(Exercise materials)
%%

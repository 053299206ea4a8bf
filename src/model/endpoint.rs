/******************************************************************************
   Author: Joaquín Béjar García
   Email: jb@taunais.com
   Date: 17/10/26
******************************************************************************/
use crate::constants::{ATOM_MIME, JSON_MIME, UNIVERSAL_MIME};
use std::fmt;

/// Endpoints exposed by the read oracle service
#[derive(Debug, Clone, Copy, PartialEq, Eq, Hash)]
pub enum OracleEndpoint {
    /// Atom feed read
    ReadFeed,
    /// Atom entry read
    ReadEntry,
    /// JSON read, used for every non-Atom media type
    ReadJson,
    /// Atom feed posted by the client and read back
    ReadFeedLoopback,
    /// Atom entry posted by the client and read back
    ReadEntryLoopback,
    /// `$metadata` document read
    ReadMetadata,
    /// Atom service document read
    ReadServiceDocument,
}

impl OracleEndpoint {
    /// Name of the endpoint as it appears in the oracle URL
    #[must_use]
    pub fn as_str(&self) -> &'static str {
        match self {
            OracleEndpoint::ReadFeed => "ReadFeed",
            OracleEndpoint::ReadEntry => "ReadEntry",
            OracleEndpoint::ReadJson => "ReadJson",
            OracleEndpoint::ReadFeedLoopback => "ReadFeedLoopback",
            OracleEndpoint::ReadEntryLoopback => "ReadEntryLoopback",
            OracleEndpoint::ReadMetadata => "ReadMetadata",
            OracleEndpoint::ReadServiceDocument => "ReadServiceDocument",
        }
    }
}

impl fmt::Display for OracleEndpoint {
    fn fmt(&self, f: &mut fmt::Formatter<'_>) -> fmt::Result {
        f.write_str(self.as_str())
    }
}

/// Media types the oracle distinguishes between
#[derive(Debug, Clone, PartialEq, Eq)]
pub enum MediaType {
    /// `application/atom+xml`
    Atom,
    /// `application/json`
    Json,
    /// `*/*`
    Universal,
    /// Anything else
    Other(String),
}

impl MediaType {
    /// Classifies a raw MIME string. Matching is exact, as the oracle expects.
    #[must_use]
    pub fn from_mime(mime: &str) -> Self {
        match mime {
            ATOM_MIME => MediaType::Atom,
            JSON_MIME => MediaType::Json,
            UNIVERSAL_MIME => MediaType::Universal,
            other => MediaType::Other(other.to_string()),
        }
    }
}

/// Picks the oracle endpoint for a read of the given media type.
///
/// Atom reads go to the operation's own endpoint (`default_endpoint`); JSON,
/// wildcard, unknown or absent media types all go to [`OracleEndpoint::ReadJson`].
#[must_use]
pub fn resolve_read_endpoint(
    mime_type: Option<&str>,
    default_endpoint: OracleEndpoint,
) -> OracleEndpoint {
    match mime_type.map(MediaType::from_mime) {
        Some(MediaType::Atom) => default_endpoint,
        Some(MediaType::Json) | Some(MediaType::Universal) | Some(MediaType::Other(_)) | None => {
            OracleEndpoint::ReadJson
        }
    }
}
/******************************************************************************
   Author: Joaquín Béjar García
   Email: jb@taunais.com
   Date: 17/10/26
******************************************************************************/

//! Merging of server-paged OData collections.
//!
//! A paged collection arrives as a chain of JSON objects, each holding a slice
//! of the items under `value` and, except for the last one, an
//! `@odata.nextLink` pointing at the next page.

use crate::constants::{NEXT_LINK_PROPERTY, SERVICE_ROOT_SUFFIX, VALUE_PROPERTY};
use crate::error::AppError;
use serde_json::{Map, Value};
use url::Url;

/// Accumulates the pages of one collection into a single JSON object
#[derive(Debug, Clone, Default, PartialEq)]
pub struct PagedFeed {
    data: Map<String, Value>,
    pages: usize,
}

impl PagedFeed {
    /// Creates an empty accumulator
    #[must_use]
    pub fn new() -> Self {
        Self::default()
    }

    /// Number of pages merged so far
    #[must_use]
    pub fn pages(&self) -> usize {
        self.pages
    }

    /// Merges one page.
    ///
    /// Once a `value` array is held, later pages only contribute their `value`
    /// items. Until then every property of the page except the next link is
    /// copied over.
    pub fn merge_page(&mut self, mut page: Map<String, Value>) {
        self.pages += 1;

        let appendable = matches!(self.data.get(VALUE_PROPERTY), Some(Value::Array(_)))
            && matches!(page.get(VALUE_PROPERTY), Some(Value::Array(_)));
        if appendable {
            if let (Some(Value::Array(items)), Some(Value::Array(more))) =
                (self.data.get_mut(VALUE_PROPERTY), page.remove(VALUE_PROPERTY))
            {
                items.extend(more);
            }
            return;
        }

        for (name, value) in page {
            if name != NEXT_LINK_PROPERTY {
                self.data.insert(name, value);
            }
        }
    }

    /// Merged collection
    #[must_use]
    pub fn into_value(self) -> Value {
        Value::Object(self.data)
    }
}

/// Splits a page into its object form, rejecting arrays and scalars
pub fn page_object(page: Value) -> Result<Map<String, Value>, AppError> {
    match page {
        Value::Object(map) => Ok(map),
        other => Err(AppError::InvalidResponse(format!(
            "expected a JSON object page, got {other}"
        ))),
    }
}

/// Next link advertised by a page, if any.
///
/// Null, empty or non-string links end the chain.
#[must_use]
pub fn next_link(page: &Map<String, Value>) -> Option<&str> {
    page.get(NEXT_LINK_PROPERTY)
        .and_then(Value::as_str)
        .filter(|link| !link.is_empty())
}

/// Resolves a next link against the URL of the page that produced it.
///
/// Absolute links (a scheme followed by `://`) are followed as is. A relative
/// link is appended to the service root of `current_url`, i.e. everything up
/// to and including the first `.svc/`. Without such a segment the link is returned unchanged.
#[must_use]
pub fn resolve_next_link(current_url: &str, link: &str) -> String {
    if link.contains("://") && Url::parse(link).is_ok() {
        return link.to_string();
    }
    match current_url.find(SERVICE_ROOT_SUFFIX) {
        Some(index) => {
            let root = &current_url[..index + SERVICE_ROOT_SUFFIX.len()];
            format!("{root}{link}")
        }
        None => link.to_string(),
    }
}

%%

(Directions for this task) Copy the records above exactly.

(Solution to this exercise)
repository 053299206ea4a8bf
filename src/model/endpoint.rs
/******************************************************************************
   Author: Joaquín Béjar García
   Email: jb@taunais.com
   Date: 17/10/26
******************************************************************************/
use crate::constants::{ATOM_MIME, JSON_MIME, UNIVERSAL_MIME};
use std::fmt;

/// Endpoints exposed by the read oracle service
#[derive(Debug, Clone, Copy, PartialEq, Eq, Hash)]
pub enum OracleEndpoint {
    /// Atom feed read
    ReadFeed,
    /// Atom entry read
    ReadEntry,
    /// JSON read, used for every non-Atom media type
    ReadJson,
    /// Atom feed posted by the client and read back
    ReadFeedLoopback,
    /// Atom entry posted by the client and read back
    ReadEntryLoopback,
    /// `$metadata` document read
    ReadMetadata,
    /// Atom service document read
    ReadServiceDocument,
}

impl OracleEndpoint {
    /// Name of the endpoint as it appears in the oracle URL
    #[must_use]
    pub fn as_str(&self) -> &'static str {
        match self {
            OracleEndpoint::ReadFeed => "ReadFeed",
            OracleEndpoint::ReadEntry => "ReadEntry",
            OracleEndpoint::ReadJson => "ReadJson",
            OracleEndpoint::ReadFeedLoopback => "ReadFeedLoopback",
            OracleEndpoint::ReadEntryLoopback => "ReadEntryLoopback",
            OracleEndpoint::ReadMetadata => "ReadMetadata",
            OracleEndpoint::ReadServiceDocument => "ReadServiceDocument",
        }
    }
}

impl fmt::Display for OracleEndpoint {
    fn fmt(&self, f: &mut fmt::Formatter<'_>) -> fmt::Result {
        f.write_str(self.as_str())
    }
}

/// Media types the oracle distinguishes between
#[derive(Debug, Clone, PartialEq, Eq)]
pub enum MediaType {
    /// `application/atom+xml`
    Atom,
    /// `application/json`
    Json,
    /// `*/*`
    Universal,
    /// Anything else
    Other(String),
}

impl MediaType {
    /// Classifies a raw MIME string. Matching is exact, as the oracle expects.
    #[must_use]
    pub fn from_mime(mime: &str) -> Self {
        match mime {
            ATOM_MIME => MediaType::Atom,
            JSON_MIME => MediaType::Json,
            UNIVERSAL_MIME => MediaType::Universal,
            other => MediaType::Other(other.to_string()),
        }
    }
}

/// Picks the oracle endpoint for a read of the given media type.
///
/// Atom reads go to the operation's own endpoint (`default_endpoint`); JSON,
/// wildcard, unknown or absent media types all go to [`OracleEndpoint::ReadJson`].
#[must_use]
pub fn resolve_read_endpoint(
    mime_type: Option<&str>,
    default_endpoint: OracleEndpoint,
) -> OracleEndpoint {
    match mime_type.map(MediaType::from_mime) {
        Some(MediaType::Atom) => default_endpoint,
        Some(MediaType::Json) | Some(MediaType::Universal) | Some(MediaType::Other(_)) | None => {
            OracleEndpoint::ReadJson
        }
    }
}
/******************************************************************************
   Author: Joaquín Béjar García
   Email: jb@taunais.com
   Date: 17/10/26
******************************************************************************/

//! Merging of server-paged OData collections.
//!
//! A paged collection arrives as a chain of JSON objects, each holding a slice
//! of the items under `value` and, except for the last one, an
//! `@odata.nextLink` pointing at the next page.

use crate::constants::{NEXT_LINK_PROPERTY, SERVICE_ROOT_SUFFIX, VALUE_PROPERTY};
use crate::error::AppError;
use serde_json::{Map, Value};
use url::Url;

/// Accumulates the pages of one collection into a single JSON object
#[derive(Debug, Clone, Default, PartialEq)]
pub struct PagedFeed {
    data: Map<String, Value>,
    pages: usize,
}

impl PagedFeed {
    /// Creates an empty accumulator
    #[must_use]
    pub fn new() -> Self {
        Self::default()
    }

    /// Number of pages merged so far
    #[must_use]
    pub fn pages(&self) -> usize {
        self.pages
    }

    /// Merges one page.
    ///
    /// Once a `value` array is held, later pages only contribute their `value`
    /// items. Until then every property of the page except the next link is
    /// copied over.
    pub fn merge_page(&mut self, mut page: Map<String, Value>) {
        self.pages += 1;

        let appendable = matches!(self.data.get(VALUE_PROPERTY), Some(Value::Array(_)))
            && matches!(page.get(VALUE_PROPERTY), Some(Value::Array(_)));
        if appendable {
            if let (Some(Value::Array(items)), Some(Value::Array(more))) =
                (self.data.get_mut(VALUE_PROPERTY), page.remove(VALUE_PROPERTY))
            {
                items.extend(more);
            }
            return;
        }

        for (name, value) in page {
            if name != NEXT_LINK_PROPERTY {
                self.data.insert(name, value);
            }
        }
    }

    /// Merged collection
    #[must_use]
    pub fn into_value(self) -> Value {
        Value::Object(self.data)
    }
}

/// Splits a page into its object form, rejecting arrays and scalars
pub fn page_object(page: Value) -> Result<Map<String, Value>, AppError> {
    match page {
        Value::Object(map) => Ok(map),
        other => Err(AppError::InvalidResponse(format!(
            "expected a JSON object page, got {other}"
        ))),
    }
}

/// Next link advertised by a page, if any.
///
/// Null, empty or non-string links end the chain.
#[must_use]
pub fn next_link(page: &Map<String, Value>) -> Option<&str> {
    page.get(NEXT_LINK_PROPERTY)
        .and_then(Value::as_str)
        .filter(|link| !link.is_empty())
}

/// Resolves a next link against the URL of the page that produced it.
///
/// Absolute links (a scheme followed by `://`) are followed as is. A relative
/// link is appended to the service root of `current_url`, i.e. everything up
/// to and including the first `.svc/`. Without such a segment the link is returned unchanged.
#[must_use]
pub fn resolve_next_link(current_url: &str, link: &str) -> String {
    if link.contains("://") && Url::parse(link).is_ok() {
        return link.to_string();
    }
    match current_url.find(SERVICE_ROOT_SUFFIX) {
        Some(index) => {
            let root = &current_url[..index + SERVICE_ROOT_SUFFIX.len()];
            format!("{root}{link}")
        }
        None => link.to_string(),
    }
}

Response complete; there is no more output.